The tech mogul has won the bidding for the team and set a record price for an NBA franchise.
Former Microsoft CEO Steve Ballmer on Nov. 19, 2013.
REUTERS/Jason Redmond
LOS ANGELES — Former Microsoft CEO Steve Ballmer will buy the Los Angeles Clippers for $2 billion, the Associated Press reported Thursday. Ballmer's bid sets a record price for an NBA team and beat out a $1.6 billion bid from a group led by David Geffen, as well as a $1.2 billion bid from an investor group headed up by Tony Ressler and Bruce Karsh.
Ballmer and Clippers co-owner Shelly Sterling signed a "binding contract" for the sale Thursday, according to a statement from Sterling's lawyer. The statement describes Sterling as the "sole trustee" of the family trust that owns the team, meaning she would have had the authority to act alone.
Still unclear, however, is what role her estranged husband and team co-owner Donald Sterling will have in the sale. ESPN reported Thursday Donald has been found to be "mentally incapacitated" by experts. If true, that diagnosis would reportedly allow Shelly to move forward with the sale without Donald's consent.
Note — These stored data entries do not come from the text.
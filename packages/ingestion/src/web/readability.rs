//! Main-content extraction from HTML.
//!
//! A deterministic, "good enough" readability pass: parse the DOM, score
//! candidate containers by text volume minus link density, skip obvious
//! boilerplate, and take the winner. Falls back to crude tag stripping
//! when no candidate clears the bar.

use regex::Regex;
use scraper::{ElementRef, Html, Selector};

use crate::extract::sample::collapse_whitespace;

/// Containers under this many characters never win.
const MIN_CANDIDATE_CHARS: usize = 200;

/// Extract the page's main textual content.
pub fn extract_main_content(html: &str) -> Option<String> {
    let doc = Html::parse_document(html);
    let candidates = Selector::parse("article, main, section, div").ok()?;
    let anchors = Selector::parse("a").ok()?;

    let mut best: Option<(f64, String)> = None;

    for element in doc.select(&candidates) {
        if is_boilerplate(&element) {
            continue;
        }

        let text = collapse_whitespace(&element.text().collect::<Vec<_>>().join(" "));
        let text_chars = text.chars().count();
        if text_chars < MIN_CANDIDATE_CHARS {
            continue;
        }

        let link_chars: usize = element
            .select(&anchors)
            .map(|a| a.text().collect::<String>().chars().count())
            .sum();

        let link_density = link_chars as f64 / text_chars as f64;
        let score = text_chars as f64 * (1.0 - link_density);

        if best.as_ref().map(|(s, _)| score > *s).unwrap_or(true) {
            best = Some((score, text));
        }
    }

    best.map(|(_, text)| text)
}

fn is_boilerplate(element: &ElementRef) -> bool {
    let tag = element.value().name();
    if matches!(tag, "nav" | "header" | "footer" | "aside") {
        return true;
    }

    let class_and_id = format!(
        "{} {}",
        element.value().attr("class").unwrap_or(""),
        element.value().attr("id").unwrap_or("")
    )
    .to_lowercase();

    ["nav", "menu", "footer", "sidebar", "comment", "promo", "banner", "cookie"]
        .iter()
        .any(|marker| class_and_id.contains(marker))
}

/// Crude fallback: strip scripts, styles, and tags; decode common
/// entities; collapse whitespace.
pub fn strip_tags(html: &str) -> String {
    let script_re = Regex::new(r"(?is)<script[^>]*>.*?</script>").unwrap();
    let style_re = Regex::new(r"(?is)<style[^>]*>.*?</style>").unwrap();
    let tag_re = Regex::new(r"<[^>]+>").unwrap();

    let text = script_re.replace_all(html, " ");
    let text = style_re.replace_all(&text, " ");
    let text = tag_re.replace_all(&text, " ");

    let text = text
        .replace("&nbsp;", " ")
        .replace("&amp;", "&")
        .replace("&lt;", "<")
        .replace("&gt;", ">")
        .replace("&quot;", "\"")
        .replace("&#39;", "'");

    collapse_whitespace(&text)
}

#[cfg(test)]
mod tests {
    use super::*;

    fn article_html() -> String {
        let body = "The borrow checker enforces aliasing rules at compile time. ".repeat(10);
        format!(
            r#"<html><body>
<nav><a href="/">Home</a><a href="/about">About</a></nav>
<div class="sidebar">{}</div>
<article><p>{}</p></article>
<footer>Copyright</footer>
</body></html>"#,
            "Related link ".repeat(40),
            body
        )
    }

    #[test]
    fn test_picks_article_over_boilerplate() {
        let content = extract_main_content(&article_html()).unwrap();
        assert!(content.contains("borrow checker"));
        assert!(!content.contains("Copyright"));
        assert!(!content.contains("Related link"));
    }

    #[test]
    fn test_short_pages_yield_none() {
        let html = "<html><body><div>tiny</div></body></html>";
        assert!(extract_main_content(html).is_none());
    }

    #[test]
    fn test_link_farms_lose_to_prose() {
        let prose = "Plain prose sentence with no links at all. ".repeat(10);
        let links: String = (0..60)
            .map(|i| format!("<a href=\"/{i}\">link text number {i}</a> "))
            .collect();
        let html = format!(
            "<html><body><div class=\"links\">{links}</div><div class=\"story\">{prose}</div></body></html>"
        );

        let content = extract_main_content(&html).unwrap();
        assert!(content.contains("Plain prose"));
    }

    #[test]
    fn test_strip_tags() {
        let html = "<html><script>var x = 1;</script><p>Hello &amp; welcome</p></html>";
        assert_eq!(strip_tags(html), "Hello & welcome");
    }
}
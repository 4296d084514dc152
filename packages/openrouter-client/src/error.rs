//! Error types for the OpenRouter client.

use thiserror::Error;

/// Result type for OpenRouter client operations.
pub type Result<T> = std::result::Result<T, ClientError>;

/// OpenRouter client errors.
#[derive(Debug, Error)]
pub enum ClientError {
    /// Configuration error (missing API key, invalid settings)
    #[error("Configuration error: {0}")]
    Config(String),

    /// Network error (connection failed, timeout)
    #[error("Network error: {0}")]
    Network(String),

    /// API error (non-2xx response)
    #[error("API error ({status}): {body}")]
    Api { status: u16, body: String },

    /// Parse error (invalid JSON, unexpected response format)
    #[error("Parse error: {0}")]
    Parse(String),
}

impl ClientError {
    /// Whether a retry could plausibly succeed.
    ///
    /// Rate limiting (429) and network-level failures are transient;
    /// everything else is surfaced immediately.
    pub fn is_retryable(&self) -> bool {
        matches!(
            self,
            ClientError::Network(_) | ClientError::Api { status: 429, .. }
        )
    }

    /// HTTP status of an API error, if this is one.
    pub fn api_status(&self) -> Option<u16> {
        match self {
            ClientError::Api { status, .. } => Some(*status),
            _ => None,
        }
    }
}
However, when asked if Donald's approval is needed, his attorney Max Blecher told BuzzFeed Thursday that "we think it is." Blecher also told BuzzFeed that Sterling has "not consented to any actual or prospective sale."
Neither Blecher nor Shelly's attorneys responded to BuzzFeed's request for comment on the alleged incapacitation.
Shelly met with Ballmer earlier this week and has been moving quickly to sell the team even as the NBA works to oust the family over her husband's racist comments. And looming on the horizon for the Sterlings was a June 3 hearing at which the NBA's Board of Governors planned to vote on terminating the family's ownership of the team.
In the statement from her attorney, Shelly said she is "delighted that we are selling the team to Steve, who will be a terrific owner."
Donald has been unclear about whether or not he would oppose the sale. Earlier this week, a 27-page document indicated he planned to fight the NBA's efforts to oust him.